Things remained strained between Zeke and I up until our next couple’s session with Barb.

I didn’t want him to worry over me, especially when I had been trying so hard to eat the food he made me, but I couldn’t bring myself to admit the truth about Spencer.

I knew Zeke would want to help. He would likely hand over the money instantly if I asked, which made me all the more resistant to doing so.

Knocking over that baggie had been a stupid accident; he didn’t need to drain his savings because of me.

Now that I had a job, I would find a way to get Spencer the damn money and put the entire thing to rest.

Barb sensed the tension between us the moment we stepped into her office. We took our designated spaces on the sofa across from her as she pursed her lips and shrewdly eyed us over her glasses.

“What happened?” she asked.

I shot a nervous glance to Zeke, who kept his posture rigid and his face blank. “What do you mean?”
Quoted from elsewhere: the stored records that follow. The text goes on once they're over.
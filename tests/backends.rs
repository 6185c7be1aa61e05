mod util;
use util::*;

use dpf_client::config::ServerConfig;
use dpf_client::prelude::*;
use dpf_client::server::{self, requires_version};
use serial_test::serial;

#[test]
#[serial]
fn native_backend_serves_the_same_operations() {
    let engine = LoopbackEngine::with_version("7.1");
    register_result_operators(&engine);
    let srv = engine.connect_native(ServerConfig::default()).unwrap();
    assert_eq!(srv.kind(), CommunicationProtocol::InProcess);
    assert_eq!(server::server_info(&srv).unwrap().version, "7.1");

    let ids: Vec<i32> = (1..=10_000).collect();
    let s = scoping(&srv, &ids);
    assert_eq!(s.ids().unwrap(), ids);
    assert_eq!(s.index_by_id(10_000).unwrap(), 9_999);

    let ds = DataSources::new(Some("/models/beam.rst"), Some(&srv)).unwrap();
    let disp = Operator::new("displacement", Some(&srv)).unwrap();
    disp.connect(4, &ds).unwrap();
    let norm = Operator::new("norm", Some(&srv)).unwrap();
    norm.connect(0, disp.output(0)).unwrap();
    let out: Field = norm.get_output(0).unwrap();
    assert!(approx_eq(&out.data().unwrap(), &DISPLACEMENT_NORMS));
}

#[test]
#[serial]
fn native_errors_keep_their_category() {
    let engine = LoopbackEngine::new();
    let srv = engine.connect_native(ServerConfig::default()).unwrap();
    let s = scoping(&srv, &[4, 5]);
    assert!(matches!(s.id_by_index(7), Err(DpfError::OutOfRange(_))));
    assert!(matches!(Operator::new("no_such_operator", Some(&srv)), Err(DpfError::NotFound(_))));
    let token = CancelToken::new();
    token.cancel();
    let err = s.ids_with(&mut TransferOptions::new().with_cancel(token)).unwrap_err();
    assert!(err.is_cancelled());
}

#[test]
#[serial]
fn native_release_turns_calls_into_null_object() {
    let engine = LoopbackEngine::new();
    let srv = engine.connect_native(ServerConfig::default()).unwrap();
    let s = scoping(&srv, &[1]);
    srv.release();
    assert!(matches!(s.size(), Err(DpfError::NullObject)));
    drop(s);
}

#[test]
fn tcp_backend_round_trips_arrays() {
    let engine = LoopbackEngine::new();
    let listener = engine.serve_tcp(&ServerConfig::default()).unwrap();
    let srv = connect_to_server(&ServerConfig::rpc("127.0.0.1", listener.port())).unwrap();
    assert_eq!(srv.kind(), CommunicationProtocol::Rpc);

    let values: Vec<f64> = (0..3000).map(|i| f64::from(i) * 0.5).collect();
    let ids: Vec<i32> = (1..=1000).collect();
    let f = Field::vector(1000, 3, Location::Nodal, Some(&srv)).unwrap();
    f.set_scoping(&scoping(&srv, &ids)).unwrap();
    f.set_data(&values).unwrap();
    assert_eq!(f.data().unwrap(), values);
    assert_eq!(f.entity_data_by_id(2).unwrap(), vec![1.5, 2.0, 2.5]);
    assert_eq!(engine.live_object_count(), server::live_object_count(&srv).unwrap());
}

#[test]
fn released_rpc_server_makes_handles_null() {
    let (_engine, srv) = engine_and_server();
    let s = scoping(&srv, &[1, 2]);
    srv.release();
    assert!(srv.is_released());
    assert!(matches!(s.ids(), Err(DpfError::NullObject)));
}

#[test]
fn objects_do_not_cross_backends() {
    let (_a, left) = engine_and_server();
    let (_b, right) = engine_and_server();
    let f = Field::scalar(2, Location::Nodal, Some(&left)).unwrap();
    let foreign = scoping(&right, &[1, 2]);
    assert!(matches!(f.set_scoping(&foreign), Err(DpfError::InvalidArgument(_))));

    let copy = foreign.copy_to(&left).unwrap();
    f.set_scoping(&copy).unwrap();
    assert_eq!(f.scoping().unwrap().ids().unwrap(), vec![1, 2]);
}

#[test]
fn old_engines_refuse_gated_features() {
    let engine = LoopbackEngine::with_version("4.0");
    let srv = engine.connect_default().unwrap();
    let err = GenericSupport::new(&Location::Nodal, Some(&srv)).unwrap_err();
    match err {
        DpfError::VersionNotSupported { required, actual } => {
            assert_eq!(required, "5.0");
            assert_eq!(actual, "4.0");
        }
        other => panic!("unexpected {other:?}"),
    }
    assert!(requires_version(srv.as_ref(), "4.0").is_ok());
}

#[test]
fn engine_failures_name_the_operator() {
    let (engine, srv) = engine_and_server();
    register_failing_operator(&engine);
    let op = Operator::new("fail", Some(&srv)).unwrap();
    let err = op.run().unwrap_err();
    match &err {
        DpfError::Engine { message, template, .. } => {
            assert!(message.contains("corrupt"));
            assert_eq!(template.as_deref(), Some("fail"));
        }
        other => panic!("unexpected {other:?}"),
    }
    assert_eq!(op.status().unwrap(), OperatorStatus::Failed);
}
//! In-memory engine for tests and offline use.
//!
//! A [`LoopbackEngine`] owns an object store, an operator catalog, a
//! workflow registry and a small virtual file system. Clients reach it the
//! same three ways they reach a real engine: framed RPC over in-memory
//! channels ([`LoopbackEngine::connect`]), framed RPC over TCP
//! ([`LoopbackEngine::serve_tcp`]) and the native C-ABI table
//! ([`native_shim::loopback_api_table`]).
//!
//! The only built-in operator is `forward`; anything numeric comes from
//! operators registered with [`LoopbackEngine::register_operator`].

mod dispatch;
pub mod graph;
pub mod native_shim;
mod serve;
pub mod store;

pub use graph::{EvalContext, OperatorDef};
pub use store::{EngineObject, EngineResult, EngineValue, FieldData, Shared};

use crate::config::ServerConfig;
use crate::dpf_error::DpfError;
use crate::operator::specification::SpecificationData;
use crate::transport::Server;
use crate::transport::channel::{MemoryConnector, TcpChannel};
use crate::transport::native::NativeBackend;
use crate::transport::rpc::RpcBackend;
use dashmap::DashMap;
use graph::Catalog;
use log::{debug, info, warn};
use once_cell::sync::Lazy;
use parking_lot::Mutex;
use std::collections::BTreeMap;
use std::fmt;
use std::net::{SocketAddr, TcpListener, TcpStream};
use std::sync::atomic::{AtomicBool, AtomicI64, AtomicU64, Ordering};
use std::sync::{Arc, Weak};
use std::thread;
use store::ObjectTable;

pub const DEFAULT_ENGINE_VERSION: &str = "7.1";

static ENGINES: Lazy<DashMap<String, Weak<EngineCore>>> = Lazy::new(DashMap::new);
static NEXT_ENGINE: AtomicU64 = AtomicU64::new(1);

/// Live engine registered under `address`.
pub(crate) fn engine_at(address: &str) -> Option<Arc<EngineCore>> {
    ENGINES.get(address).and_then(|w| w.upgrade())
}

/// Recorded workflow, owned or observed.
#[derive(Debug)]
pub(crate) enum Recorded {
    Owned(Shared),
    Observed(Weak<parking_lot::Mutex<EngineObject>>),
}

impl Recorded {
    fn get(&self) -> Option<Shared> {
        match self {
            Recorded::Owned(s) => Some(s.clone()),
            Recorded::Observed(w) => w.upgrade(),
        }
    }

    fn is_live(&self) -> bool {
        match self {
            Recorded::Owned(_) => true,
            Recorded::Observed(w) => w.strong_count() > 0,
        }
    }
}

/// Drop observed records whose workflow is gone.
pub(crate) fn prune_records(records: &mut BTreeMap<i64, (Option<String>, Recorded)>) {
    records.retain(|_, (_, r)| r.is_live());
}

/// State shared by every connection to one engine.
pub(crate) struct EngineCore {
    address: String,
    version: String,
    objects: ObjectTable,
    catalog: Catalog,
    files: Mutex<BTreeMap<String, Vec<u8>>>,
    tmp_dir: String,
    records: Mutex<BTreeMap<i64, (Option<String>, Recorded)>>,
    next_record: AtomicI64,
    shutting_down: AtomicBool,
}

impl fmt::Debug for EngineCore {
    fn fmt(&self, f: &mut fmt::Formatter<'_>) -> fmt::Result {
        f.debug_struct("EngineCore")
            .field("address", &self.address)
            .field("version", &self.version)
            .field("objects", &self.objects)
            .finish_non_exhaustive()
    }
}

impl Drop for EngineCore {
    fn drop(&mut self) {
        ENGINES.remove(&self.address);
    }
}

/// Handle on an in-memory engine; clones share the engine.
#[derive(Clone, Debug)]
pub struct LoopbackEngine {
    core: Arc<EngineCore>,
}

impl Default for LoopbackEngine {
    fn default() -> Self {
        Self::new()
    }
}

impl LoopbackEngine {
    pub fn new() -> Self {
        Self::with_version(DEFAULT_ENGINE_VERSION)
    }

    /// Engine reporting `version` (`"major.minor"`) to its clients.
    pub fn with_version(version: &str) -> Self {
        let n = NEXT_ENGINE.fetch_add(1, Ordering::Relaxed);
        let address = format!("loopback://{n}");
        let core = Arc::new(EngineCore {
            address: address.clone(),
            version: version.to_string(),
            objects: ObjectTable::default(),
            catalog: Catalog::with_builtins(),
            files: Mutex::new(BTreeMap::new()),
            tmp_dir: format!("/loopback{n}/tmp"),
            records: Mutex::new(BTreeMap::new()),
            next_record: AtomicI64::new(1),
            shutting_down: AtomicBool::new(false),
        });
        ENGINES.insert(address.clone(), Arc::downgrade(&core));
        info!("loopback engine {version} at {address}");
        Self { core }
    }

    pub fn address(&self) -> &str {
        &self.core.address
    }

    pub fn version(&self) -> &str {
        &self.core.version
    }

    /// Number of live handles, all connections included.
    pub fn live_object_count(&self) -> usize {
        self.core.objects.len()
    }

    pub fn operator_names(&self) -> Vec<String> {
        self.core.catalog.names()
    }

    /// Entries of the workflow registry, expired ones included until the
    /// next registry call prunes them.
    pub fn recorded_count(&self) -> usize {
        self.core.records.lock().len()
    }

    /// Add `def` to the catalog, replacing an operator of the same name.
    pub fn register(&self, def: OperatorDef) {
        self.core.catalog.register(def);
    }

    pub fn register_operator<F>(&self, name: &str, spec: SpecificationData, eval: F)
    where
        F: Fn(&mut EvalContext<'_>) -> EngineResult<()> + Send + Sync + 'static,
    {
        self.register(OperatorDef::new(name, spec, eval));
    }

    /// Framed RPC client over in-memory channels; every pooled channel gets
    /// its own serving thread.
    pub fn connect(&self, config: ServerConfig) -> Result<Server, DpfError> {
        let core = self.core.clone();
        let chunk = config.streaming_buffer_size;
        let connector = MemoryConnector::new(self.core.address.clone(), config.timeout, config.max_frame_size, move |ch| {
            let core = core.clone();
            thread::spawn(move || serve::serve_channel(&core, ch, chunk));
        });
        Ok(Arc::new(RpcBackend::connect(Box::new(connector), config)?))
    }

    pub fn connect_default(&self) -> Result<Server, DpfError> {
        self.connect(ServerConfig::default())
    }

    /// In-process client over the native C-ABI table of this engine.
    pub fn connect_native(&self, config: ServerConfig) -> Result<Server, DpfError> {
        let table = native_shim::loopback_api_table(self);
        Ok(Arc::new(NativeBackend::from_table(table, config)?))
    }

    /// Serve framed RPC on `127.0.0.1` at an ephemeral port.
    pub fn serve_tcp(&self, config: &ServerConfig) -> Result<TcpServer, DpfError> {
        let listener = TcpListener::bind("127.0.0.1:0")?;
        let local = listener.local_addr()?;
        let stop = Arc::new(AtomicBool::new(false));
        let core = self.core.clone();
        let (chunk, max_frame) = (config.streaming_buffer_size, config.max_frame_size);
        let flag = stop.clone();
        thread::spawn(move || {
            for stream in listener.incoming() {
                if flag.load(Ordering::SeqCst) {
                    break;
                }
                let channel = match stream.map_err(DpfError::from).and_then(|s| TcpChannel::new(s, max_frame)) {
                    Ok(c) => c,
                    Err(e) => {
                        warn!("loopback tcp accept failed: {e}");
                        continue;
                    }
                };
                let core = core.clone();
                thread::spawn(move || serve::serve_channel(&core, channel, chunk));
            }
            debug!("loopback tcp listener on {local} stopped");
        });
        info!("loopback engine {} serving on {local}", self.core.address);
        Ok(TcpServer { local, stop })
    }
}

/// TCP listener of a loopback engine; stops accepting when dropped.
#[derive(Debug)]
pub struct TcpServer {
    local: SocketAddr,
    stop: Arc<AtomicBool>,
}

impl TcpServer {
    pub fn port(&self) -> u16 {
        self.local.port()
    }

    pub fn local_addr(&self) -> SocketAddr {
        self.local
    }
}

impl Drop for TcpServer {
    fn drop(&mut self) {
        self.stop.store(true, Ordering::SeqCst);
        // wake the blocking accept
        let _ = TcpStream::connect(self.local);
    }
}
She pursed her lips even tighter, so that her top lip was barely visible. “I mean I’ve seen soldiers holding live grenades with less anxiety than you two. Something happened since I saw you last.”

“There are still some things that Maggie isn’t ready to share with me,” Zeke explained, “and that hurts because I want her to share the things that matter with me.”

Barb nodded before jotting something down in the notebook on the table next to her. “And Maggie, how does it feel when Zeke says that?”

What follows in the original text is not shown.